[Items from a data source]
※ ※ ※

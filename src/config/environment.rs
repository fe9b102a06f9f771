//! Deployment environment selection.

use std::fmt;
use std::str::FromStr;

use clap::ValueEnum;
use serde::{Deserialize, Serialize};

use crate::config::error::ConfigError;

/// Picks which `{environment}.toml` layer the loader reads.
///
/// Also accepted directly by the `--env` command-line flag.
#[derive(Debug, Clone, Copy, Default, PartialEq, Eq, Serialize, Deserialize, ValueEnum)]
#[serde(rename_all = "lowercase")]
pub enum Environment {
    #[default]
    #[value(alias = "dev")]
    Development,
    Test,
    #[value(alias = "prod")]
    Production,
}

impl Environment {
    pub const ENV_VAR: &'static str = "BLOG_APP_ENV";

    /// Reads `BLOG_APP_ENV`, falling back to `Development` when unset or unknown.
    pub fn from_env() -> Self {
        std::env::var(Self::ENV_VAR)
            .ok()
            .and_then(|s| s.parse().ok())
            .unwrap_or_default()
    }

    pub fn as_str(&self) -> &'static str {
        match self {
            Environment::Development => "development",
            Environment::Test => "test",
            Environment::Production => "production",
        }
    }
}

impl FromStr for Environment {
    type Err = ConfigError;

    fn from_str(s: &str) -> Result<Self, Self::Err> {
        match s.to_ascii_lowercase().as_str() {
            "development" | "dev" => Ok(Environment::Development),
            "test" => Ok(Environment::Test),
            "production" | "prod" => Ok(Environment::Production),
            other => Err(ConfigError::EnvVarError(format!(
                "Invalid environment '{}'. Valid values are: development, test, production",
                other
            ))),
        }
    }
}

impl fmt::Display for Environment {
    fn fmt(&self, f: &mut fmt::Formatter<'_>) -> fmt::Result {
        f.write_str(self.as_str())
    }
}

#[cfg(test)]
mod tests {
    use super::*;

    #[test]
    fn test_parse_accepts_aliases_in_any_case() {
        assert_eq!("dev".parse::<Environment>().unwrap(), Environment::Development);
        assert_eq!("PROD".parse::<Environment>().unwrap(), Environment::Production);
        assert_eq!("Test".parse::<Environment>().unwrap(), Environment::Test);
    }

    #[test]
    fn test_parse_rejects_unknown() {
        let err = "staging".parse::<Environment>().unwrap_err();
        assert!(err.to_string().contains("staging"));
    }

    #[test]
    fn test_display_matches_config_file_stem() {
        assert_eq!(Environment::Development.to_string(), "development");
        assert_eq!(Environment::Production.as_str(), "production");
    }
}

※ ※ ※

# Brief
For every line of the data above that contains "static", copy that line.

# Problem solution
    pub const ENV_VAR: &'static str = "BLOG_APP_ENV";
    pub fn as_str(&self) -> &'static str {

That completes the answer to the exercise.